Figure 5.6: A CFG and its corresponding PDG.
The loop-back boundary has a special meaning during parallelization: a schedule that executes all regular children of a group node in parallel to all loop-back children typically results in a DOALL parallelized loop. In cases of loop parallelization requiring realization
of a reduction or privatization, for instance, the loop-back boundary is the location to introduce fix-up code.
As a simple but complete example consider the CFG and its corresponding PDG in Figure 5.6, in particular the group node labeled g3 with its three children D2, B4, and C3,
which have to be sequentialized in exactly this order to guarantee a minimal CFG. The root node’s children have to be scheduled in the order A5, B4, C3, E1.
Storing the post-order ID as described above for each PDG node, especially since it has to be kept throughout the whole compilation process, within the binary as produced by Sambamba, and at runtime, might seem like a significant overhead. Indeed, for exactly that reason, we have implemented Steensgaard’s algorithm at first to recompute and store the relevant ordering only in case it is needed. It turned out however that this particular information is frequently needed throughout the whole process. Additionally, we have been surely willing to trade memory for runtime efficiency. Finally, a unique ID per node is needed anyway for several implementation-related reasons.

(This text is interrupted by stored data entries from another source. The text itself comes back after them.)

//! Orchestration: archive in, registry entries and a report out.
//!
//! [`Pipeline`] drives one archive through extraction, classification,
//! handler dispatch, hashing and catalog upserts with a bounded pool of
//! blocking workers. [`run_batch`] lifts that over a sequence of archives
//! supplied by an [`ArchiveSource`], yielding progress events and ending
//! with the aggregated [`Report`](arxcat_registry::Report). Failure scope
//! is deliberate: a member failure marks that member, an archive failure
//! marks that archive, and only cancellation or a broken catalog ends a
//! batch.

mod batch;
mod cancel;
pub mod error;
mod run;

pub use crate::batch::{ArchiveSource, BatchEvent, run_batch};
pub use crate::cancel::CancelToken;
pub use crate::run::{ArchiveSummary, Pipeline, PipelineOptions};
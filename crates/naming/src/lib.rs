//! arXiv naming conventions and the source bucket manifest.
//!
//! The bucket's layout is all convention: bulk archives are named
//! `arXiv_src_{yymm}_{seq}.tar`, the submissions inside follow either the
//! pre-2008 `{category}{yymm}{number}` scheme or the current
//! `{yymm}.{number}` scheme, and `arXiv_src_manifest.xml` indexes every
//! bulk archive with sizes, checksums, and item ranges. This crate parses
//! and cross-checks those conventions; it corroborates content-based
//! classification, it never replaces it.

mod bulk;
pub mod error;
mod manifest;
mod submission;

pub use crate::bulk::BulkArchiveName;
pub use crate::manifest::{Manifest, ManifestEntry};
pub use crate::submission::{SubmissionName, SubmissionType, submission_type_by_extension};
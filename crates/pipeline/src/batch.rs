//! Batch orchestration over a retrieval collaborator.

use crate::cancel::CancelToken;
use crate::error::{ErrorKind, Result};
use crate::run::{ArchiveSummary, Pipeline};
use arxcat_registry::Report;
use async_stream::stream;
use async_trait::async_trait;
use futures::Stream;

/// Supplier of archive bytes by object key. Backed by the source bucket in
/// production and by in-memory fixtures in tests.
// TODO: When `dyn async trait` stabilizes, migrate to native 2024 Edition async traits.
#[async_trait]
pub trait ArchiveSource: Send + Sync {
    /// Fetch the full byte payload for `key`. Failures should carry
    /// [`ErrorKind::Retrieval`] so the batch can record them and move on.
    async fn fetch(&self, key: &str) -> Result<Vec<u8>>;
}

#[async_trait]
impl ArchiveSource for std::collections::HashMap<String, Vec<u8>> {
    async fn fetch(&self, key: &str) -> Result<Vec<u8>> {
        match self.get(key) {
            Some(bytes) => Ok(bytes.clone()),
            None => exn::bail!(ErrorKind::Retrieval(format!("no such key `{key}`"))),
        }
    }
}

/// Progress events emitted while a batch runs.
pub enum BatchEvent {
    Started { archives: usize },
    ArchiveStarted { archive: String },
    ArchiveFinished(ArchiveSummary),
    /// The archive could not be fetched or opened; the batch continues.
    ArchiveFailed { archive: String, error: String },
    /// Terminal event: the aggregated report over every entry, conflict and
    /// archive failure of the batch.
    Complete(Box<Report>),
}

/// Run the pipeline over every key in order, yielding progress as it goes.
///
/// One archive failing to fetch or open is recorded in the final report and
/// never aborts the batch; only cancellation and catalog errors end the
/// stream early.
pub fn run_batch<'a, S>(
    pipeline: &'a Pipeline,
    source: &'a S,
    keys: Vec<String>,
    cancel: &'a CancelToken,
) -> impl Stream<Item = Result<BatchEvent>> + 'a
where
    S: ArchiveSource,
{
    stream! {
        yield Ok(BatchEvent::Started { archives: keys.len() });
        let mut archive_failures = Vec::new();
        for key in keys {
            if cancel.is_cancelled() {
                yield Err(exn::Exn::from(ErrorKind::Cancelled));
                return;
            }
            yield Ok(BatchEvent::ArchiveStarted { archive: key.clone() });
            let bytes = match source.fetch(&key).await {
                Ok(bytes) => bytes,
                Err(error) => {
                    tracing::warn!(archive = %key, %error, "archive fetch failed");
                    archive_failures.push(format!("{key}: {error}"));
                    yield Ok(BatchEvent::ArchiveFailed { archive: key, error: error.to_string() });
                    continue;
                },
            };
            match pipeline.process_archive(&key, &bytes, cancel).await {
                Ok(summary) => {
                    archive_failures.extend(summary.member_failures.iter().cloned());
                    yield Ok(BatchEvent::ArchiveFinished(summary));
                },
                Err(error) if matches!(&*error, ErrorKind::Archive(_)) => {
                    archive_failures.push(format!("{key}: {error}"));
                    yield Ok(BatchEvent::ArchiveFailed { archive: key, error: error.to_string() });
                },
                Err(error) => {
                    yield Err(error);
                    return;
                },
            }
        }
        match finish(pipeline, archive_failures) {
            Ok(report) => yield Ok(BatchEvent::Complete(Box::new(report))),
            Err(error) => yield Err(error),
        }
    }
}

fn finish(pipeline: &Pipeline, archive_failures: Vec<String>) -> Result<Report> {
    let catalog = pipeline.catalog();
    let entries = catalog.entries().map_err(|err| err.raise(ErrorKind::Registry))?;
    let conflicts = catalog.conflicts().map_err(|err| err.raise(ErrorKind::Registry))?;
    let mut report = Report::aggregate(&entries, conflicts);
    report.archive_failures = archive_failures;
    Ok(report)
}

#[cfg(test)]
mod tests {
    use super::*;
    use crate::run::PipelineOptions;
    use arxcat_registry::Catalog;
    use futures::{StreamExt, pin_mut};
    use std::collections::HashMap;
    use std::sync::Arc;

    fn tar_with(members: &[(&str, &[u8])]) -> Vec<u8> {
        let mut builder = tar::Builder::new(Vec::new());
        for (path, data) in members {
            let mut header = tar::Header::new_gnu();
            header.set_size(data.len() as u64);
            header.set_cksum();
            builder.append_data(&mut header, path, *data).unwrap();
        }
        builder.into_inner().unwrap()
    }

    fn pdf() -> Vec<u8> {
        b"%PDF-1.4\n1 0 obj << /Type /Page >> endobj\n%%EOF\n".to_vec()
    }

    async fn collect(pipeline: &Pipeline, source: &HashMap<String, Vec<u8>>, keys: &[&str]) -> Vec<BatchEvent> {
        let cancel = CancelToken::new();
        let keys = keys.iter().map(|k| k.to_string()).collect();
        let events = run_batch(pipeline, source, keys, &cancel);
        pin_mut!(events);
        let mut collected = Vec::new();
        while let Some(event) = events.next().await {
            collected.push(event.unwrap());
        }
        collected
    }

    #[tokio::test]
    async fn batch_aggregates_across_archives() {
        let source: HashMap<String, Vec<u8>> = [
            ("arXiv_src_9912_001.tar".to_string(), tar_with(&[("9912.00001.pdf", &pdf())])),
            ("arXiv_src_9912_002.tar".to_string(), tar_with(&[("9912.00002.pdf", b"garbage")])),
        ]
        .into();
        let pipeline = Pipeline::new(Arc::new(Catalog::new()), PipelineOptions::default());

        let events = collect(&pipeline, &source, &["arXiv_src_9912_001.tar", "arXiv_src_9912_002.tar"]).await;
        let Some(BatchEvent::Complete(report)) = events.last() else {
            panic!("stream must end with a report");
        };
        assert_eq!(report.valid, 1);
        assert_eq!(report.invalid, 1);
        assert!(report.archive_failures.is_empty());
        assert!(report.has_failures());
    }

    #[tokio::test]
    async fn missing_archive_recorded_and_batch_continues() {
        let source: HashMap<String, Vec<u8>> =
            [("arXiv_src_9912_001.tar".to_string(), tar_with(&[("9912.00001.pdf", &pdf())]))].into();
        let pipeline = Pipeline::new(Arc::new(Catalog::new()), PipelineOptions::default());

        let events = collect(&pipeline, &source, &["arXiv_src_9911_009.tar", "arXiv_src_9912_001.tar"]).await;
        assert!(events.iter().any(|e| matches!(e, BatchEvent::ArchiveFailed { archive, .. } if archive == "arXiv_src_9911_009.tar")));
        let Some(BatchEvent::Complete(report)) = events.last() else {
            panic!("stream must end with a report");
        };
        assert_eq!(report.valid, 1);
        assert_eq!(report.archive_failures.len(), 1);
    }

    #[tokio::test]
    async fn unopenable_archive_recorded_and_batch_continues() {
        let source: HashMap<String, Vec<u8>> =
            [("arXiv_src_9912_001.tar".to_string(), b"not a container".to_vec())].into();
        let pipeline = Pipeline::new(Arc::new(Catalog::new()), PipelineOptions::default());

        let events = collect(&pipeline, &source, &["arXiv_src_9912_001.tar"]).await;
        let Some(BatchEvent::Complete(report)) = events.last() else {
            panic!("stream must end with a report");
        };
        assert_eq!(report.archive_failures.len(), 1);
        assert!(report.has_failures());
    }

    #[tokio::test]
    async fn cancellation_ends_the_stream_with_an_error() {
        let source: HashMap<String, Vec<u8>> = HashMap::new();
        let pipeline = Pipeline::new(Arc::new(Catalog::new()), PipelineOptions::default());
        let cancel = CancelToken::new();
        cancel.cancel();

        let events = run_batch(&pipeline, &source, vec!["arXiv_src_9912_001.tar".to_string()], &cancel);
        pin_mut!(events);
        assert!(matches!(events.next().await, Some(Ok(BatchEvent::Started { archives: 1 }))));
        let Some(Err(error)) = events.next().await else {
            panic!("cancellation must surface as an error");
        };
        assert!(matches!(&*error, ErrorKind::Cancelled));
        assert!(events.next().await.is_none());
    }
}
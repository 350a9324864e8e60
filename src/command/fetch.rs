//! Download one object from the source bucket.

use crate::config::Config;
use crate::error::{ErrorKind, Result};
use arxcat_fetch::{MANIFEST_KEY, SourceBucket};
use arxcat_naming::BulkArchiveName;
use exn::ResultExt;
use std::path::PathBuf;

pub async fn run(config: &Config, name: &str, output: Option<PathBuf>) -> Result<()> {
    let (key_id, key_secret) = config.credentials()?;
    let bucket = SourceBucket::with_bucket(&config.bucket, &config.region, key_id, key_secret);

    // The name is corroborated locally before paying for the request.
    let key = match name {
        "manifest" => MANIFEST_KEY.to_string(),
        name => {
            let parsed = BulkArchiveName::parse(name).map_err(|err| err.raise(ErrorKind::Name(name.to_string())))?;
            parsed.key()
        },
    };
    let bytes = if key == MANIFEST_KEY {
        bucket.fetch_manifest().await
    } else {
        bucket.fetch_archive(&key).await
    }
    .map_err(|err| err.raise(ErrorKind::Fetch(key.clone())))?;

    let path = output.unwrap_or_else(|| default_output(&key));
    tokio::fs::write(&path, &bytes).await.or_raise(|| ErrorKind::Io(path.clone()))?;
    println!("wrote {} bytes to {}", bytes.len(), path.display());
    Ok(())
}

fn default_output(key: &str) -> PathBuf {
    match key.rsplit_once('/') {
        Some((_, basename)) => PathBuf::from(basename),
        None => PathBuf::from(key),
    }
}
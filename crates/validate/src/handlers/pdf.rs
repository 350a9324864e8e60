//! Structural PDF validation.

use crate::error::Result;
use crate::handler::Handler;
use crate::outcome::ValidationOutcome;
use arxcat_archive::ArchiveMember;
use arxcat_filetype::Classification;
use memchr::memmem;

const HEADER: &[u8] = b"%PDF-";
const TRAILER: &[u8] = b"%%EOF";
/// How far from the end the trailer marker may legitimately sit (a PDF may
/// carry trailing whitespace or a few bytes of junk after `%%EOF`).
const TRAILER_WINDOW: usize = 1024;

/// Validates PDF members structurally: header with version, end-of-file
/// trailer, and a page-object count. No content stream decoding.
pub struct PdfHandler;

impl Handler for PdfHandler {
    fn validate(&self, member: &ArchiveMember, classification: &Classification) -> Result<ValidationOutcome> {
        let bytes = &member.bytes;
        let tag = classification.tag;

        if !bytes.starts_with(HEADER) {
            return Ok(ValidationOutcome::invalid(tag, "missing %PDF- header"));
        }
        let mut outcome = ValidationOutcome::valid(tag);
        if let Some(version) = header_version(bytes) {
            outcome = outcome.meta("version", version);
        }

        let tail_start = bytes.len().saturating_sub(TRAILER_WINDOW);
        if memmem::find(&bytes[tail_start..], TRAILER).is_none() {
            return Ok(ValidationOutcome::invalid(tag, "missing %%EOF trailer, file is likely truncated"));
        }

        let pages = page_count(bytes);
        if pages == 0 {
            outcome = outcome.diagnostic("no page objects found");
        }
        Ok(outcome.meta("page_count", pages))
    }
}

/// The version digits following `%PDF-`, e.g. `1.4`.
fn header_version(bytes: &[u8]) -> Option<String> {
    let rest = &bytes[HEADER.len()..];
    let end = rest.iter().position(|b| !(b.is_ascii_digit() || *b == b'.')).unwrap_or(rest.len());
    (end > 0).then(|| String::from_utf8_lossy(&rest[..end]).into_owned())
}

/// Count page objects: `/Type /Page` occurrences that are not the
/// `/Pages` tree node.
fn page_count(bytes: &[u8]) -> u64 {
    let mut count = 0;
    for needle in [b"/Type /Page" as &[u8], b"/Type/Page"] {
        for position in memmem::find_iter(bytes, needle) {
            let next = bytes.get(position + needle.len());
            if next != Some(&b's') {
                count += 1;
            }
        }
    }
    count
}
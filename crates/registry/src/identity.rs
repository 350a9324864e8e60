//! Content identity: digest pair derivation and duplicate screening.

use serde::{Deserialize, Serialize};
use std::collections::HashMap;
use std::fmt::{Display, Formatter, Result as FmtResult};
use std::sync::Mutex;

/// The content-derived key identifying a byte payload.
///
/// The fast digest (CRC32) exists purely for cheap duplicate screening;
/// the strong digest (BLAKE3, hex) is authoritative and is the only part
/// used as a registry key.
#[derive(Clone, Debug, PartialEq, Eq, Hash, Serialize, Deserialize)]
pub struct ContentIdentity {
    pub fast: u32,
    pub strong: String,
}

impl ContentIdentity {
    /// The authoritative registry key.
    #[must_use]
    pub fn key(&self) -> &str {
        &self.strong
    }
}

impl Display for ContentIdentity {
    fn fmt(&self, f: &mut Formatter<'_>) -> FmtResult {
        f.write_str(&self.strong)
    }
}

/// Derive the identity of a byte payload.
///
/// Pure function of the bytes: no path, no metadata, no clock. Identical
/// content always produces an identical identity.
#[must_use]
pub fn identify(bytes: &[u8]) -> ContentIdentity {
    ContentIdentity { fast: crc32fast::hash(bytes), strong: blake3::hash(bytes).to_hex().to_string() }
}

/// Duplicate pre-screen that bounds strong-digest work on batches full of
/// exact duplicates.
///
/// The strong digest is computed once per distinct (fast digest, length)
/// bucket; later payloads landing in an occupied bucket reuse the stored
/// digest without re-hashing. Shared across workers: all hashing happens
/// outside the bucket lock, so two workers racing on the same new bucket
/// may both hash, and the first insert wins. Scoped to one batch run,
/// like the dedup it serves.
#[derive(Default)]
pub struct IdentityScreen {
    buckets: Mutex<HashMap<(u32, usize), String>>,
}

impl IdentityScreen {
    #[must_use]
    pub fn new() -> Self {
        Self::default()
    }

    /// Identify `bytes`, reusing the strong digest when the (fast, length)
    /// bucket has been seen before in this screen's lifetime.
    pub fn identify(&self, bytes: &[u8]) -> ContentIdentity {
        let fast = crc32fast::hash(bytes);
        let key = (fast, bytes.len());
        if let Some(strong) = self.cached(key) {
            return ContentIdentity { fast, strong };
        }
        let strong = blake3::hash(bytes).to_hex().to_string();
        self.store(key, strong.clone());
        ContentIdentity { fast, strong }
    }

    /// Number of distinct buckets seen so far.
    #[must_use]
    pub fn distinct(&self) -> usize {
        self.buckets.lock().map(|buckets| buckets.len()).unwrap_or(0)
    }

    // A poisoned lock degrades the screen to a plain hash, never an error:
    // the cache is an optimization, not a source of truth.
    fn cached(&self, key: (u32, usize)) -> Option<String> {
        self.buckets.lock().ok()?.get(&key).cloned()
    }

    fn store(&self, key: (u32, usize), strong: String) {
        if let Ok(mut buckets) = self.buckets.lock() {
            buckets.entry(key).or_insert(strong);
        }
    }
}

#[cfg(test)]
mod tests {
    use super::*;

    #[test]
    fn identity_is_deterministic_and_content_only() {
        let a = identify(b"same bytes");
        let b = identify(b"same bytes");
        assert_eq!(a, b);
        assert_eq!(a.strong.len(), 64);
    }

    #[test]
    fn different_content_different_identity() {
        assert_ne!(identify(b"one").strong, identify(b"two").strong);
    }

    #[test]
    fn screen_matches_direct_identify() {
        let screen = IdentityScreen::new();
        let direct = identify(b"payload");
        assert_eq!(screen.identify(b"payload"), direct);
        assert_eq!(screen.identify(b"payload"), direct);
        assert_eq!(screen.distinct(), 1);
    }

    #[test]
    fn screen_buckets_by_fast_digest_and_length() {
        let screen = IdentityScreen::new();
        screen.identify(b"aaaa");
        screen.identify(b"bbbb");
        screen.identify(b"aaaa");
        assert_eq!(screen.distinct(), 2);
    }

    #[test]
    fn screen_is_shared_across_threads_without_exclusive_access() {
        let screen = std::sync::Arc::new(IdentityScreen::new());
        let handles: Vec<_> = (0..4)
            .map(|_| {
                let screen = std::sync::Arc::clone(&screen);
                std::thread::spawn(move || screen.identify(b"shared payload"))
            })
            .collect();
        let identities: Vec<_> = handles.into_iter().map(|handle| handle.join().unwrap()).collect();
        assert!(identities.iter().all(|identity| identity == &identities[0]));
        assert_eq!(screen.distinct(), 1);
    }
}
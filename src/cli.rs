//! Command-line surface.

use clap::{Args, Parser, Subcommand};
use std::path::PathBuf;

#[derive(Debug, Parser)]
#[command(name = "arxcat", version, about = "Validate and catalog bulk scholarly submission archives")]
pub struct Cli {
    /// Path to a TOML configuration file (defaults to the platform config
    /// directory).
    #[arg(short, long, global = true, value_name = "FILE")]
    pub config: Option<PathBuf>,
    /// Increase log verbosity (repeatable). `RUST_LOG` takes precedence.
    #[arg(short, long, global = true, action = clap::ArgAction::Count)]
    pub verbose: u8,
    #[command(subcommand)]
    pub command: Command,
}

#[derive(Debug, Subcommand)]
pub enum Command {
    /// Validate local bulk archives and update the registry.
    Validate {
        /// Archive files to process.
        #[arg(required = true, value_name = "ARCHIVE")]
        archives: Vec<PathBuf>,
        #[command(flatten)]
        run: RunArgs,
    },
    /// Fetch archives from the source bucket by manifest and validate them.
    Batch {
        /// Bulk archive names to process (e.g. `arXiv_src_9912_001.tar`).
        /// When omitted, every archive listed in the manifest is processed.
        #[arg(value_name = "NAME")]
        archives: Vec<String>,
        /// Stop after this many archives.
        #[arg(long, value_name = "N")]
        limit: Option<usize>,
        #[command(flatten)]
        run: RunArgs,
    },
    /// Download the manifest or one bulk archive to a local file.
    Fetch {
        /// `manifest`, or a bulk archive name like `arXiv_src_9912_001.tar`.
        #[arg(value_name = "NAME")]
        name: String,
        /// Destination path (defaults to the object's basename).
        #[arg(short, long, value_name = "FILE")]
        output: Option<PathBuf>,
    },
}

/// Flags shared by the validating subcommands. Each overrides the
/// corresponding configuration key.
#[derive(Debug, Args)]
pub struct RunArgs {
    /// Members validated concurrently per archive.
    #[arg(long, value_name = "N")]
    pub concurrency: Option<usize>,
    /// Maximum accepted archive nesting depth.
    #[arg(long, value_name = "N")]
    pub max_depth: Option<usize>,
    /// Registry JSON file to load before and save after the run.
    #[arg(long, value_name = "FILE")]
    pub registry: Option<PathBuf>,
    /// Write the diagnostics report as JSON to this file.
    #[arg(long, value_name = "FILE")]
    pub report: Option<PathBuf>,
}

#[cfg(test)]
mod tests {
    use super::*;

    #[test]
    fn cli_parses_validate_with_overrides() {
        let cli = Cli::parse_from(["arxcat", "validate", "a.tar", "--concurrency", "2", "--report", "out.json"]);
        let Command::Validate { archives, run } = cli.command else {
            panic!("expected validate subcommand");
        };
        assert_eq!(archives, vec![PathBuf::from("a.tar")]);
        assert_eq!(run.concurrency, Some(2));
        assert_eq!(run.report, Some(PathBuf::from("out.json")));
    }

    #[test]
    fn cli_requires_archives_for_validate() {
        assert!(Cli::try_parse_from(["arxcat", "validate"]).is_err());
    }

    #[test]
    fn cli_parses_batch_without_names() {
        let cli = Cli::parse_from(["arxcat", "batch", "--limit", "3"]);
        let Command::Batch { archives, limit, .. } = cli.command else {
            panic!("expected batch subcommand");
        };
        assert!(archives.is_empty());
        assert_eq!(limit, Some(3));
    }
}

5.1.2.1 Sequentialization of Parallelized PDGs
So far we talked about sequentializing a PDG with the goal to get the original, sequential, CFG without duplication of code or introducing execution guards. In case the children of a group node are scheduled for parallel execution, however, generating the ParCFG might require duplication of blocks, not only those directly contained in the parallel region, but especially those preceding it. Note that relying on the simple node ordering defined above still results in a minimum of duplicated code. Placing multiple copies of blocks however requires to select among the cloned values for later use by control-flow successors. This is being taken care of during ParCFG generation.